“Irmão Lobo” é lobo com pele de cordeiro.
A falência de uma família, sobrecarregada
com dívidas e castigada pelo desemprego, é dramática. Quando a mesma família é
composta por um filho adolescente, uma filha quase adolescente e uma menina ainda
criança, além do pai e da mãe, então o dramatismo intensifica-se.
Carla Maia de Almeida (n. 1969,
Matosinhos), no seu 6º livro, utiliza este cenário tão
contemporâneo na construção de uma narrativa que incomoda e contraria o comodismo
do leitor. Ao contrário do que se possa supor, “Irmão Lobo”, editado pela
Editora Planeta Tangerina, não é um livro infantil. “Irmão Lobo” é um livro
sobre o amargo mundo dos adultos visto através da perspectiva fantasista e doce
de uma criança.
“Bolota”, a filha mais nova, conta a lenta
destruição da sua família, utilizando, para tal, dois tempos paralelos (passado
próximo e passado mais distante) que virão, perto do fim do livro, a juntar-se.
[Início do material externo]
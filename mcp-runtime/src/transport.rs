//! Outbound HTTP seam. The facade only knows [`Transport`]; [`HttpTransport`]
//! is the reqwest-backed implementation wired up by the binary.

use std::future::Future;
use std::sync::atomic::{AtomicUsize, Ordering};
use std::time::Duration;

use esview_core::error::TransportError;
use thiserror::Error;

use crate::util::client;

/// Placeholder the deployment configuration uses for "no credential".
const EMPTY_CREDENTIAL: &str = "EMPTY";

/// Methods the facade is allowed to issue. Search is the only POST.
#[derive(Debug, Clone, Copy, PartialEq, Eq)]
pub enum HttpMethod {
    Get,
    Post,
}

impl HttpMethod {
    pub fn as_str(self) -> &'static str {
        match self {
            HttpMethod::Get => "GET",
            HttpMethod::Post => "POST",
        }
    }

    fn to_reqwest(self) -> reqwest::Method {
        match self {
            HttpMethod::Get => reqwest::Method::GET,
            HttpMethod::Post => reqwest::Method::POST,
        }
    }
}

#[derive(Debug, Clone, PartialEq, Eq)]
pub struct EsRequest {
    pub method: HttpMethod,
    /// Absolute path including any query string, e.g. `/_cat/aliases?format=json`
    pub path: String,
    /// JSON payload forwarded verbatim
    pub body: Option<String>,
}

#[derive(Debug, Clone)]
pub struct EsResponse {
    pub status: u16,
    pub body: Vec<u8>,
}

impl EsResponse {
    pub fn is_success(&self) -> bool {
        (200..=299).contains(&self.status)
    }
}

/// Performs one request against the cluster. Implementations own pooling,
/// auth and timeouts; they must not retry.
pub trait Transport: Send + Sync {
    fn perform_request(
        &self,
        request: EsRequest,
    ) -> impl Future<Output = Result<EsResponse, TransportError>> + Send;
}

#[derive(Debug, Error)]
pub enum ConfigError {
    #[error("at least one Elasticsearch host is required")]
    NoHosts,
    #[error("invalid Elasticsearch host '{host}': {reason}")]
    InvalidHost { host: String, reason: String },
    #[error("failed to build HTTP client: {0}")]
    Client(#[from] reqwest::Error),
}

#[derive(Debug, Clone)]
pub struct ConnectionConfig {
    pub hosts: Vec<String>,
    pub username: Option<String>,
    pub password: Option<String>,
    pub timeout: Duration,
}

impl ConnectionConfig {
    /// Basic-auth pair, only when both halves are set to something real.
    pub fn credentials(&self) -> Option<(&str, &str)> {
        fn usable(value: &Option<String>) -> Option<&str> {
            value
                .as_deref()
                .map(str::trim)
                .filter(|v| !v.is_empty() && *v != EMPTY_CREDENTIAL)
        }
        Some((usable(&self.username)?, usable(&self.password)?))
    }
}

/// Split a comma-separated host list, dropping blanks.
pub fn parse_hosts(raw: &str) -> Vec<String> {
    raw.split(',')
        .map(str::trim)
        .filter(|host| !host.is_empty())
        .map(ToString::to_string)
        .collect()
}

pub struct HttpTransport {
    http: reqwest::Client,
    hosts: Vec<String>,
    credentials: Option<(String, String)>,
    next_host: AtomicUsize,
}

impl HttpTransport {
    pub fn new(config: &ConnectionConfig) -> Result<Self, ConfigError> {
        if config.hosts.is_empty() {
            return Err(ConfigError::NoHosts);
        }
        let hosts = config
            .hosts
            .iter()
            .map(|host| validate_host(host))
            .collect::<Result<Vec<_>, _>>()?;

        Ok(Self {
            http: client(config.timeout)?,
            hosts,
            credentials: config
                .credentials()
                .map(|(user, pass)| (user.to_string(), pass.to_string())),
            next_host: AtomicUsize::new(0),
        })
    }

    pub fn hosts(&self) -> &[String] {
        &self.hosts
    }

    /// Round robin over the configured hosts, one host per request.
    fn pick_host(&self) -> &str {
        let slot = self.next_host.fetch_add(1, Ordering::Relaxed) % self.hosts.len();
        &self.hosts[slot]
    }
}

impl Transport for HttpTransport {
    async fn perform_request(&self, request: EsRequest) -> Result<EsResponse, TransportError> {
        let host = self.pick_host();
        let url = reqwest::Url::parse(&format!("{host}{}", request.path))
            .map_err(|e| TransportError::Connection(format!("invalid request URL: {e}")))?;

        tracing::debug!(
            method = request.method.as_str(),
            host,
            path = %request.path,
            has_body = request.body.is_some(),
            "sending Elasticsearch request"
        );

        let mut builder = self.http.request(request.method.to_reqwest(), url);
        if let Some((user, pass)) = &self.credentials {
            builder = builder.basic_auth(user, Some(pass));
        }
        if let Some(body) = request.body {
            builder = builder
                .header(reqwest::header::CONTENT_TYPE, "application/json")
                .body(body);
        }

        let response = builder
            .send()
            .await
            .map_err(|e| TransportError::Connection(format!("{host}: {e}")))?;
        let status = response.status().as_u16();
        let body = response
            .bytes()
            .await
            .map_err(|e| TransportError::Connection(format!("failed to read response body: {e}")))?;

        tracing::debug!(status, bytes = body.len(), "Elasticsearch responded");
        Ok(EsResponse {
            status,
            body: body.to_vec(),
        })
    }
}

fn validate_host(raw: &str) -> Result<String, ConfigError> {
    let trimmed = raw.trim().trim_end_matches('/');
    let invalid = |reason: &str| ConfigError::InvalidHost {
        host: raw.to_string(),
        reason: reason.to_string(),
    };
    let url = reqwest::Url::parse(trimmed).map_err(|e| invalid(&e.to_string()))?;
    if !matches!(url.scheme(), "http" | "https") {
        return Err(invalid("scheme must be http or https"));
    }
    if url.query().is_some() || url.fragment().is_some() {
        return Err(invalid("host must not carry a query or fragment"));
    }
    Ok(trimmed.to_string())
}

#[cfg(test)]
mod tests {
    use super::*;

    fn config(hosts: &[&str]) -> ConnectionConfig {
        ConnectionConfig {
            hosts: hosts.iter().map(|h| h.to_string()).collect(),
            username: None,
            password: None,
            timeout: Duration::from_secs(5),
        }
    }

    #[test]
    fn parse_hosts_splits_and_trims() {
        assert_eq!(
            parse_hosts(" http://a:9200, ,http://b:9200 "),
            vec!["http://a:9200".to_string(), "http://b:9200".to_string()]
        );
        assert!(parse_hosts("").is_empty());
    }

    #[test]
    fn credentials_require_both_halves_and_skip_placeholders() {
        let mut cfg = config(&["http://localhost:9200"]);
        assert_eq!(cfg.credentials(), None);

        cfg.username = Some("elastic".to_string());
        assert_eq!(cfg.credentials(), None);

        cfg.password = Some("EMPTY".to_string());
        assert_eq!(cfg.credentials(), None);

        cfg.password = Some("changeme".to_string());
        assert_eq!(cfg.credentials(), Some(("elastic", "changeme")));

        cfg.username = Some("  ".to_string());
        assert_eq!(cfg.credentials(), None);
    }

    #[test]
    fn rejects_empty_and_invalid_host_lists() {
        assert!(matches!(HttpTransport::new(&config(&[])), Err(ConfigError::NoHosts)));
        assert!(matches!(
            HttpTransport::new(&config(&["localhost:9200"])),
            Err(ConfigError::InvalidHost { .. })
        ));
        assert!(matches!(
            HttpTransport::new(&config(&["ftp://es.internal"])),
            Err(ConfigError::InvalidHost { .. })
        ));
    }

    #[test]
    fn rotates_hosts_per_request() {
        let transport =
            HttpTransport::new(&config(&["http://a:9200/", "http://b:9200"])).unwrap();
        assert_eq!(transport.hosts(), ["http://a:9200", "http://b:9200"]);
        assert_eq!(transport.pick_host(), "http://a:9200");
        assert_eq!(transport.pick_host(), "http://b:9200");
        assert_eq!(transport.pick_host(), "http://a:9200");
    }

    #[tokio::test]
    async fn connection_refused_is_a_transport_error() {
        let transport = HttpTransport::new(&config(&["http://127.0.0.1:9"])).unwrap();
        let err = transport
            .perform_request(EsRequest {
                method: HttpMethod::Get,
                path: "/_cluster/health".to_string(),
                body: None,
            })
            .await
            .expect_err("nothing listens on the discard port");
        assert!(matches!(err, TransportError::Connection(_)));
    }
}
Os diferentes tempos são bem geridos pela autora, pois esta estratégia clarifica
acções e intensifica os aspectos emocionais. Se tal não bastasse, a produção
gráfica do livro denota o cuidado em ajudar o leitor na descodificação do
enredo: páginas azuis para o passado mais recente; páginas brancas para o
passado mais distante.
O facto de ser uma menina que se debate
com sentido dos acontecimentos atribui maior complexidade emocional à história.
“Tenho 15 anos e estou a um passo de
começar a minha vida, mas ainda não tive tempo de compreender tudo o que me
aconteceu até agora” pág. 11
Será com ela que o leitor chegará ao fim
do que a própria denomina de “Grande Travessia no Deserto da Morte”. Durante
esse trajecto, o leitor assiste à morte do mito e ao triste desaparecimento da
ingenuidade. Lentamente, Bolota vai desmantelando a fantasia, tão bem demonstrada
pelas alcunhas que atribui a cada estado anímico de cada membro da família, até
ter de enfrentar a realidade tapada pela teatralidade.
“As outras famílias colecionavam festas de
aniversários, fotografias de Natais felizes, férias no Algarve,
eletrodomésticos, que faziam tudo e cartões de desconto do hipermercado. Nós
colecionávamos alcunhas. E créditos bancários. Eram as únicas maneiras de
mantermos o nosso teatro a funcionar” pág. 21
Nesse “teatro”, o pai é, para “Bolota”, o
chefe da “tribo”, a quem ela chama de “Alce Negro”. O pai representa a força
moral, a coragem e o sonho. Ele é capaz de vencer todas as dificuldades, apesar
do alheamento adolescente dos irmãos e do frio pessimismo da mãe.
O território da família vai diminuindo
conforme se mudam para apartamentos cada vez mais pequenos, mas Bolota mantém a
idolatria pelo pai. Ele é o líder da tribo. Até cair.
E é aqui que Malik, o husky que vive com a
família, ganha importância fulcral no livro.
Quando Malik, o “Irmão Lobo”, ladra a
“Alce Negro” e este recua com medo, a queda do mito inicia-se. A partir desta
ocasião, as circunstâncias vão sendo clarificadas e afastadas da perspectiva
romântica. O fim já havia começado, mas só nesse momento “Bolota” ganha
consciência disso.
A prosa de “Irmão Lobo” sugere mais do que
aquilo que mostra. A autora deixa na penumbra o que cabe ao leitor descobrir.
É, de facto, um jogo de luz e sombra muito
bem ilustrado por António Jorge Gonçalves.
Carla Maia de Almeida, autora já publicada no Brasil, Holanda e
Colômbia, apresenta um livro muito diferente do anterior, “Onde Moram as Casas”
(Caminho, 2012). “Irmão Lobo” mostra que o maior drama pode residir nas coisas
mais simples, ou nas pessoas que são mais próximas.
Depressa o leitor chegará à conclusão de
que nada é o que parece.
“Irmão Lobo” é lobo com pele de cordeiro.